I tell myself (when I'm at my worst) that people who are truly bad don't seem to think they are (take Aunt B. analogy, that was AWESOME.) So because I think I'm a horrible wife and mother, maybe, just maybe, I'm actually okay. Because I want to be more than okay, I want to be so much better than the wife and mother I actually am. But it's a never ending battle, one we just have to keep fighting I guess. Thank you so, so much for letting us in on some of your battles. You may not believe it, but you are helping so many people out here just by being so honest with us about your struggles. Misery loves company and all that crap.

I am listening to some online education for work (did you know you are not supposed to use an elevator during a fire?!) and am bopping over while the video drones on to say Hey. Miss you, love you, sending prayers and good thoughts your way.

Just dropping by to say hi, hope you are hanging in there, and neener neener (as I squirt your pants with a water gun). Many hugs Jo.

Jo,
Happy Canada Day. Next year's will be better.
Cat

I think the very best suggestion I can give you is to read and read and re-read Aunt B. and Girl in Greenwood upthread there. Especially when you're feeling your crappiest. Because those 2 ladies IS SMART.

Missing you up here in Minneapolis. And praying for you, in my heathenish way.

"The beauty of stopping is that things loosen — sometimes to the point of becoming unhinged. And unhinged is very, very disconcerting. And essential. Coming unhinged is the passage way to innovation. Keep the faith and let yourself go crazy." Danielle LaPorte

Love, you, girlie.

PS: your brain is still lying. Yes, I'm quite sure.

Since you've been away, I have had to redirect my cleverness. It's just not the same. I hope your recovery is going well and you are feeling somewhat better. Good healing, friend.

Something something shit oven.

I'm glad you're taking care of yourself, but I miss you on facebook (and in real life too.) You're an amazing person, and the fact that you're able to be as open as you are about what's going on is a testament to just a small part of that. I love reading what you write, and I hope you'll come back to it when you're ready.
Love,
Deborah

I'm just catching up after being away from my blogfeed for six weeks (I'm out of the country, away from my normal blog-reading computer). Yes, it's true. I am so fucking lazy and worthless that I can't figure out a way to get into my blogfeed remotely. Sad. Finally, I googled your blog address because I couldn't stand it any more. That's how much I adore and admire you (remember, I'm lazy and worthless, so googling is HUGE). I am so freaking sorry that you have been feeling so awful, and hope that the meds have you feeling better soon. Aunt B really said it all. Suck you do not. But suck depression does.

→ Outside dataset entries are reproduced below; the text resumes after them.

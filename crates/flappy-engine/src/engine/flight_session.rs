use rand::{Rng as _, SeedableRng as _};
use rand_pcg::Pcg32;

use crate::{
    WorldConfigError,
    core::{Action, AgentBody, Obstacle, WorldConfig, collides_with_any},
};

use super::{
    FlightStats,
    obstacle_field::{ObstacleField, ObstacleSeed},
    sensor::{self, Observation},
};

#[derive(Debug, Clone, PartialEq, Eq, derive_more::IsVariant)]
pub enum SessionState {
    Playing,
    Paused,
    GameOver,
}

/// A single-agent run driven by external input.
///
/// Each restart draws a fresh obstacle seed from the session's own seed stream, so a
/// session created with [`Self::with_seed`] replays identically for identical input.
///
/// # Example
///
/// ```
/// use flappy_engine::{FlightSession, WorldConfig};
///
/// let mut session = FlightSession::with_seed(WorldConfig::default(), 1).unwrap();
/// for _ in 0..10 {
///     session.flap();
///     session.increment_frame();
/// }
/// assert_eq!(session.frame(), 10);
/// ```
#[derive(Debug, Clone)]
pub struct FlightSession {
    world: WorldConfig,
    seeds: Pcg32,
    body: AgentBody,
    field: ObstacleField,
    stats: FlightStats,
    state: SessionState,
    frame: u64,
    pending_flap: bool,
}

impl FlightSession {
    /// Creates a session with a random seed.
    pub fn new(world: WorldConfig) -> Result<Self, WorldConfigError> {
        Self::with_seed(world, rand::rng().random())
    }

    /// Creates a session whose obstacle layouts are derived from `seed`.
    pub fn with_seed(world: WorldConfig, seed: u64) -> Result<Self, WorldConfigError> {
        let mut seeds = Pcg32::seed_from_u64(seed);
        let field = ObstacleField::with_seed(world, seeds.random::<ObstacleSeed>())?;
        Ok(Self {
            world,
            seeds,
            body: AgentBody::spawn(&world),
            field,
            stats: FlightStats::new(),
            state: SessionState::Playing,
            frame: 0,
            pending_flap: false,
        })
    }

    #[must_use]
    pub fn world(&self) -> &WorldConfig {
        &self.world
    }

    #[must_use]
    pub fn body(&self) -> &AgentBody {
        &self.body
    }

    #[must_use]
    pub fn obstacles(&self) -> &[Obstacle] {
        self.field.obstacles()
    }

    #[must_use]
    pub fn stats(&self) -> &FlightStats {
        &self.stats
    }

    #[must_use]
    pub fn session_state(&self) -> &SessionState {
        &self.state
    }

    #[must_use]
    pub fn frame(&self) -> u64 {
        self.frame
    }

    /// Sensor reading for the agent, for autopilot policies.
    #[must_use]
    pub fn observe(&self) -> Option<Observation> {
        sensor::observe(&self.body, self.field.obstacles(), &self.world)
    }

    /// Queues a flap for the next frame. Ignored unless playing.
    pub fn flap(&mut self) {
        if self.state.is_playing() {
            self.pending_flap = true;
        }
    }

    pub fn toggle_pause(&mut self) {
        self.state = match self.state {
            SessionState::Playing => SessionState::Paused,
            SessionState::Paused => SessionState::Playing,
            SessionState::GameOver => SessionState::GameOver,
        };
    }

    /// Starts a new run with fresh obstacles. The high score is kept.
    pub fn restart(&mut self) {
        // The world was validated when the session was created.
        self.field = ObstacleField::from_validated(self.world, self.seeds.random());
        self.body = AgentBody::spawn(&self.world);
        self.stats.reset();
        self.state = SessionState::Playing;
        self.frame = 0;
        self.pending_flap = false;
    }

    /// Advances the run by one tick. Does nothing unless playing.
    pub fn increment_frame(&mut self) {
        if !self.state.is_playing() {
            return;
        }

        let report = self.field.advance(self.frame, Some(self.body.x()));
        self.stats.add_cleared(report.cleared);

        let action = if std::mem::take(&mut self.pending_flap) {
            Action::Flap
        } else {
            Action::Glide
        };
        self.body.step(&self.world, action);

        if collides_with_any(self.field.obstacles(), &self.body) {
            self.state = SessionState::GameOver;
        }
        self.frame += 1;
    }
}

#[cfg(test)]
mod tests {
    use super::*;

    fn session() -> FlightSession {
        FlightSession::with_seed(WorldConfig::default(), 3).unwrap()
    }

    #[test]
    fn test_invalid_world_is_rejected() {
        let world = WorldConfig {
            obstacle_spacing: 0,
            ..WorldConfig::default()
        };
        assert!(FlightSession::new(world).is_err());
    }

    #[test]
    fn test_falling_agent_eventually_crashes() {
        let mut session = session();
        for _ in 0..1000 {
            session.increment_frame();
            if session.session_state().is_game_over() {
                break;
            }
        }
        assert!(session.session_state().is_game_over());
        assert_eq!(session.stats().score(), 0);
    }

    #[test]
    fn test_flap_is_consumed_by_one_frame() {
        let mut session = session();
        session.flap();
        session.increment_frame();
        assert_eq!(session.body().velocity(), -15.0 + 0.6);
        session.increment_frame();
        assert_eq!(session.body().velocity(), -15.0 + 0.6 + 0.6);
    }

    #[test]
    fn test_paused_session_does_not_advance() {
        let mut session = session();
        session.toggle_pause();
        session.flap();
        session.increment_frame();
        assert_eq!(session.frame(), 0);
        assert_eq!(session.body(), &AgentBody::spawn(session.world()));
        session.toggle_pause();
        assert!(session.session_state().is_playing());
    }

    #[test]
    fn test_restart_replays_identically() {
        let mut a = session();
        let mut b = session();
        for _ in 0..1000 {
            a.increment_frame();
            b.increment_frame();
        }
        a.restart();
        b.restart();
        assert!(a.session_state().is_playing());
        assert_eq!(a.frame(), 0);
        for _ in 0..300 {
            a.increment_frame();
            b.increment_frame();
        }
        assert_eq!(a.obstacles(), b.obstacles());
        assert_eq!(a.body(), b.body());
    }

    #[test]
    fn test_observe_after_first_spawn() {
        let mut session = session();
        assert!(session.observe().is_none());
        session.increment_frame();
        assert!(session.observe().is_some());
    }
}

Just getting caught up on your blog and wow! Glad to see you got a diagnosis and you are starting to feel better with medications. Also glad to see you be so honest about it. The world really needs people to be honest about these things. I'm honest about infertility issues. My good friend is honest about her post-partum depression and then just plain depression as her daughter is now going into Kindergarten this year. I think more people need to know the honest truth. It's all out there more than we know and it will all be OK if we can just get to the doctor and discuss what's going on with honesty.

"But I don't think it's doing much for the real bummer part of the depression. Actually that isn't what I think; what I think is that I am finally clearheaded enough to observe how awful I really am, but SOME PEOPLE might say that was depression talking so EVEN THOUGH I DON'T AGREE I am willing to report it as a symptom."

That sounds really difficult. Kol hakavod.

Miss you, love you, think about you every day. All my best wishes are pointed in your direction. Do what you need to do and know that we will be here for you when you're ready. You're a beautiful person and you have so many gifts. Those won't go away, they are part of you.